This older framework applies a seven-factor economic realities test and is widely regarded as more favorable to independent contractor classification, offering greater flexibility for gig economy businesses, staffing firms, and other industries that rely heavily on contracted workers.
Importantly, the FAB clarified that the 2024 rule technically remains in effect for purposes of private litigation — meaning employees and plaintiffs’ attorneys in civil cases may still invoke its more protective standard, even though the DOL itself will not enforce it.
The February 2026 Proposed Rule
Going a step further, on February 26, 2026, the DOL announced a formal Notice of Proposed Rulemaking (NPRM) to officially rescind the 2024 rule and replace it with a streamlined analysis grounded in federal judicial precedent. The proposed rule would also apply this analysis to the Family and Medical Leave Act (FMLA) and the Migrant and Seasonal Agricultural Worker Protection Act (MSPA), creating a unified classification standard across multiple federal labor laws.
The 60-day public comment period for this proposed rule closed on April 28, 2026. A final rule is expected later in the year.

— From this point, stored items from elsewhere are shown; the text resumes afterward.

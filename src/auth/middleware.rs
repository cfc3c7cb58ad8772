//! Bearer-token authentication middleware.
//!
//! Wraps the protected route scopes. On every request it verifies the JWT
//! signature, confirms the token has not been revoked (its row still exists
//! in the `tokens` table), loads the owning user, and inserts an
//! [`AuthSession`](crate::auth::extractors::AuthSession) into the request
//! extensions for handlers to extract. Any failure short-circuits with a 404
//! `{"error": "Please authenticate."}` response, so an unauthenticated caller
//! cannot tell a protected resource apart from a missing one.

use std::rc::Rc;

use actix_web::{
    dev::{forward_ready, Service, ServiceRequest, ServiceResponse, Transform},
    web, Error, HttpMessage,
};
use futures::future::{ready, LocalBoxFuture, Ready};
use sqlx::PgPool;

use crate::auth::extractors::AuthSession;
use crate::auth::token::verify_token;
use crate::error::AppError;
use crate::repo;

pub struct AuthMiddleware;

impl<S, B> Transform<S, ServiceRequest> for AuthMiddleware
where
    S: Service<ServiceRequest, Response = ServiceResponse<B>, Error = Error> + 'static,
    S::Future: 'static,
    B: 'static,
{
    type Response = ServiceResponse<B>;
    type Error = Error;
    type Transform = AuthMiddlewareService<S>;
    type InitError = ();
    type Future = Ready<Result<Self::Transform, Self::InitError>>;

    fn new_transform(&self, service: S) -> Self::Future {
        ready(Ok(AuthMiddlewareService {
            service: Rc::new(service),
        }))
    }
}

pub struct AuthMiddlewareService<S> {
    // Rc because the session lookup is async and the future must own a handle
    // to the inner service.
    service: Rc<S>,
}

impl<S, B> Service<ServiceRequest> for AuthMiddlewareService<S>
where
    S: Service<ServiceRequest, Response = ServiceResponse<B>, Error = Error> + 'static,
    S::Future: 'static,
    B: 'static,
{
    type Response = ServiceResponse<B>;
    type Error = Error;
    type Future = LocalBoxFuture<'static, Result<Self::Response, Self::Error>>;

    forward_ready!(service);

    fn call(&self, req: ServiceRequest) -> Self::Future {
        let service = Rc::clone(&self.service);

        Box::pin(async move {
            let token = req
                .headers()
                .get("Authorization")
                .and_then(|value| value.to_str().ok())
                .and_then(|value| value.strip_prefix("Bearer "))
                .map(str::to_owned)
                .ok_or(AppError::Unauthenticated)?;

            let claims = verify_token(&token)?;

            let pool = req
                .app_data::<web::Data<PgPool>>()
                .cloned()
                .ok_or_else(|| AppError::Internal("Database pool not configured".into()))?;

            // The token must still be in the user's session list; a logged-out
            // token fails here even though its signature is valid.
            let user = repo::users::find_by_session(&pool, claims.sub, &token)
                .await?
                .ok_or(AppError::Unauthenticated)?;

            req.extensions_mut().insert(AuthSession { user, token });

            service.call(req).await
        })
    }
}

Joint Employer Status: The Newest Regulatory Frontier
In April 2026, the DOL issued yet another significant proposed rule — this time addressing joint employer status under the FLSA, FMLA, and MSPA. Joint employer liability arises when two or more entities share control over a worker’s employment conditions, making them jointly and severally liable for FLSA compliance.

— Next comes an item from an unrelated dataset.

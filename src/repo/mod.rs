//! Repository layer: all persistence goes through these modules. Each write
//! validates and normalizes its input before touching the database.

pub mod tasks;
pub mod users;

The regulatory landscape on joint employment had been effectively lawless since 2021, when the Biden administration rescinded the Trump-era 2020 joint employer rule without replacing it. The new proposed rule would restore Part 791 regulations to provide clarity on both “vertical” joint employment (where a worker serves an entity through a staffing or contracting arrangement) and “horizontal” joint employment (where associated businesses share a workforce).
The proposal takes a more flexible approach than the 2020 rule, and notably does not require that a potential joint employer actually exercise control — only that the potential for meaningful control exist. The public comment period for this rule closes June 22, 2026.

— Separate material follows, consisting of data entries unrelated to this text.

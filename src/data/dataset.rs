use burn::data::dataset::Dataset;

use crate::domain::sample::{ImageSet, Sample};

/// In-memory image samples behind Burn's Dataset trait,
/// so a DataLoader can call .get(index) and .len().
pub struct ImageDataset {
    samples: Vec<Sample>,
}

impl ImageDataset {
    pub fn new(samples: Vec<Sample>) -> Self { Self { samples } }

    pub fn sample_count(&self) -> usize { self.samples.len() }

    /// Clone the samples at `indices`, in that order.
    pub fn gather(&self, indices: &[usize]) -> Vec<Sample> {
        indices.iter().filter_map(|&i| self.samples.get(i).cloned()).collect()
    }
}

impl From<ImageSet> for ImageDataset {
    fn from(set: ImageSet) -> Self {
        Self::new(set.samples)
    }
}

impl Dataset<Sample> for ImageDataset {
    fn get(&self, index: usize) -> Option<Sample> {
        self.samples.get(index).cloned()
    }

    fn len(&self) -> usize {
        self.samples.len()
    }
}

Subminimum Wages and Workers With Disabilities: A Policy Reversal
Section 14(c) of the FLSA historically permitted employers to obtain certificates allowing them to pay workers with disabilities less than the federal minimum wage, based on the workers’ productivity. The Biden administration had proposed phasing out these certificates entirely in a December 2024 NPRM. However, on July 7, 2025, the Trump DOL formally withdrew that proposed rule, formally discontinuing the rulemaking and preserving the existing subminimum wage certificate framework.
This decision has renewed debate about the appropriate balance between protecting vulnerable workers’ employment access and ensuring equal wage protections regardless of disability status.
State-Level Minimum Wage and Overtime Thresholds
While federal FLSA standards form a national floor, many states have enacted wage and hour protections that significantly exceed federal requirements. This creates a layered compliance landscape that employers operating across state lines must navigate carefully.
For instance, California sets its exemption salary threshold as a multiple of the state minimum wage — for the current year, this equates to a weekly minimum of $1,320 for exempt employees, far exceeding the federal $684 floor. Washington and New York similarly maintain thresholds well above federal requirements.
For employees covered by both federal and state law, the more protective standard always applies. This means that in high-cost states, the federal overtime rule saga described above has had minimal practical impact on actual employer obligations — since market-driven wages and state law already set a much higher bar.
FLSA Enforcement: What Happens When Employers Violate the Law
The Department of Labor’s Wage and Hour Division is the primary federal enforcement agency for the FLSA. When violations are found, the consequences can be substantial:
Employers found to have violated minimum wage or overtime provisions may be liable for back pay — the full amount of unpaid wages — and an equal amount in liquidated damages, effectively doubling the employer’s liability. In cases of willful violations, the statute of limitations extends from two years to three years.
Employees can also bring private lawsuits directly under the FLSA, and in many cases these are filed as collective actions, aggregating claims from large groups of similarly situated workers. Attorney’s fees and court costs are recoverable if the employee prevails.
The DOL’s PAID (Payroll Audit Independent Determination) program also offers employers a pathway to self-report potential violations and resolve wage and hour issues without litigation, though participation is voluntary.
What Employers Must Do Right Now
Given the current state of FLSA law, employers should take the following practical steps:
Review overtime classifications under the 2019 thresholds. With the salary exemption floor at $684/week, ensure that every exempt employee meets both the salary test and the applicable duties test. Classification errors remain one of the most common and costly FLSA violations.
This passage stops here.